Originally Posted by MalcolmAmos
Lot depends on how the band plays Praise music, i.e. what is your role in all this. If you go outside the box you may start stepping on toes.
Intro is normally the chord progression for the first two lines of the verse.
Bass line in Praise is root on one. What you do after that is normally a lot of roots.
OK back....... Roots with some runs if they fit in. For example:
In "Holy Spirit Rain Down" there are a couple of places where a diatonic run will fit in. For example:
As we Stand on your word.
.........5....(wait on it).4..........3..2..1
Holy Spirit, .............. rain down.
We play it in F thus the 6 and 3 are open strings, and make a 6-3-2-1, or a 4-3-2-1 run easy to do.

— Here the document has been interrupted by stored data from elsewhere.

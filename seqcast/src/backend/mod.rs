//! Media backend boundary
//!
//! The sequencing core never touches samples. It drives two capabilities:
//!
//! - [`MediaBackend`]: per-item decode/render sub-graphs (construct, start,
//!   stop, release, finish notification)
//! - [`CombiningStage`]: the mixer that sums the live filler with the item
//!   lane, addressed through merge slots
//!
//! Every method returns immediately. Slow teardown surfaces as
//! [`ReleaseStatus::Busy`] and is retried by the reclaimer, never waited on.
//!
//! [`native::NativeBackend`] implements both traits on top of symphonia,
//! rubato and a real-time mixer thread.

pub mod native;

use crate::error::Result;
use crate::playback::catalog::PlaylistEntry;
use seqcast_common::Timestamp;
use std::fmt;

/// Backend-side identifier of one item sub-graph
#[derive(Debug, Clone, Copy, PartialEq, Eq, Hash, PartialOrd, Ord)]
pub struct SubgraphId(pub u64);

impl fmt::Display for SubgraphId {
    fn fmt(&self, f: &mut fmt::Formatter<'_>) -> fmt::Result {
        write!(f, "subgraph-{}", self.0)
    }
}

/// Handle to a merge slot on the combining stage
///
/// Index into the mix bus arena plus the generation the slot had when it was
/// handed out. A released slot bumps its generation, so an old handle can
/// never address the slot's next occupant.
#[derive(Debug, Clone, Copy, PartialEq, Eq, Hash)]
pub struct SlotHandle {
    pub index: u32,
    pub generation: u32,
}

impl fmt::Display for SlotHandle {
    fn fmt(&self, f: &mut fmt::Formatter<'_>) -> fmt::Result {
        write!(f, "slot-{}.{}", self.index, self.generation)
    }
}

/// Outcome of one teardown attempt
#[derive(Debug, Clone, Copy, PartialEq, Eq)]
pub enum ReleaseStatus {
    /// Sub-graph is still winding down; try again later
    Busy,
    /// Sub-graph resources are gone
    Done,
}

/// Why a sub-graph reported completion
#[derive(Debug, Clone, PartialEq, Eq)]
pub enum FinishCause {
    /// Last sample of the item left the slot
    EndOfStream,
    /// Decode/render fault inside the sub-graph
    Fault(String),
}

/// Completion callback registered with [`MediaBackend::notify_on_finish`]
///
/// Invoked from backend threads; must not block.
pub type FinishCallback = Box<dyn Fn(FinishCause) + Send + Sync + 'static>;

/// Per-item decode/render sub-graphs
pub trait MediaBackend: Send + Sync {
    /// Build (but do not start) the sub-graph for `entry`
    fn construct_subgraph(&self, entry: &PlaylistEntry) -> Result<SubgraphId>;

    /// Begin producing samples
    fn start(&self, subgraph: SubgraphId) -> Result<()>;

    /// Ask the sub-graph to stop producing; advisory
    fn stop(&self, subgraph: SubgraphId);

    /// One teardown attempt
    fn release(&self, subgraph: SubgraphId) -> ReleaseStatus;

    /// Register the completion callback; the backend may call it more than
    /// once, deduplication is the caller's job
    fn notify_on_finish(&self, subgraph: SubgraphId, callback: FinishCallback);

    /// Verify the backend can run at all before a session is opened
    fn sanity_check(&self) -> Result<()> {
        Ok(())
    }
}

/// Mixer primitives behind the mix bus
pub trait CombiningStage: Send + Sync {
    /// Connect the permanent filler source to `slot`
    fn link_filler(&self, slot: SlotHandle) -> Result<()>;

    /// Route `subgraph`'s output into `slot`
    fn link(&self, slot: SlotHandle, subgraph: SubgraphId) -> Result<()>;

    /// Stop `slot` from delivering; the slot itself stays allocated
    fn unlink(&self, slot: SlotHandle);

    /// Free an unlinked slot
    fn release_slot(&self, slot: SlotHandle);

    /// Hold back the item lane; the filler keeps flowing
    fn block_items(&self);

    fn unblock_items(&self);

    /// Cumulative running-time offset of the item lane
    fn set_items_offset(&self, offset: Timestamp);

    /// Position of the combined output
    fn position(&self) -> Timestamp;
}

Root's with a FEW runs at specific points fits with the Praise music we play. Nothing wrong with roots in Praise. Chord changes will use all 7 chords and they come quickly...... There is not a lot of room for elaborate bass lines. A heavy root on one with softer root beats work in most cases. Augment do not compete with the other members of the band.
Little more on the intro. The intro will normally be done by the keys or the lead electric. IMO to augment a solo or lead break, which that intro would be, the bass should pedal a tonic root or a 5 and stay out of the way. That lead break belongs to the other guy, not to you, so augment, by keeping the beat, but, other than that stay out of the way.
As mentioned chord tones make good bass lines, thus the root, correct 3, five, correct 7 make good notes for a bass line, however, in Praise the old saying; "less is more" is a good thing to follow.
Understand I'm speaking of Praise music, not Black Gospel.
Of course, IMO.
Speaking of Black Gospel. Our Praise band was the guest band for tonight's Wednesday night services at the local black church. After we opened the service with three Praise selections, the church's keyboard played several Gospel hymns - the members sang and the sermon began. Then near the end of the sermon other musicians moved into place. What they played was more jazz than Black Gospel. I was not expecting that - drums, keyboard, electric lead guitar and a male vocalist playing softly in the background while the pastor ended his message. They continued playing during the time the members were moving to the refreshment area. I had not witnessed this in a gospel service before. I was impressed.
For what it's worth......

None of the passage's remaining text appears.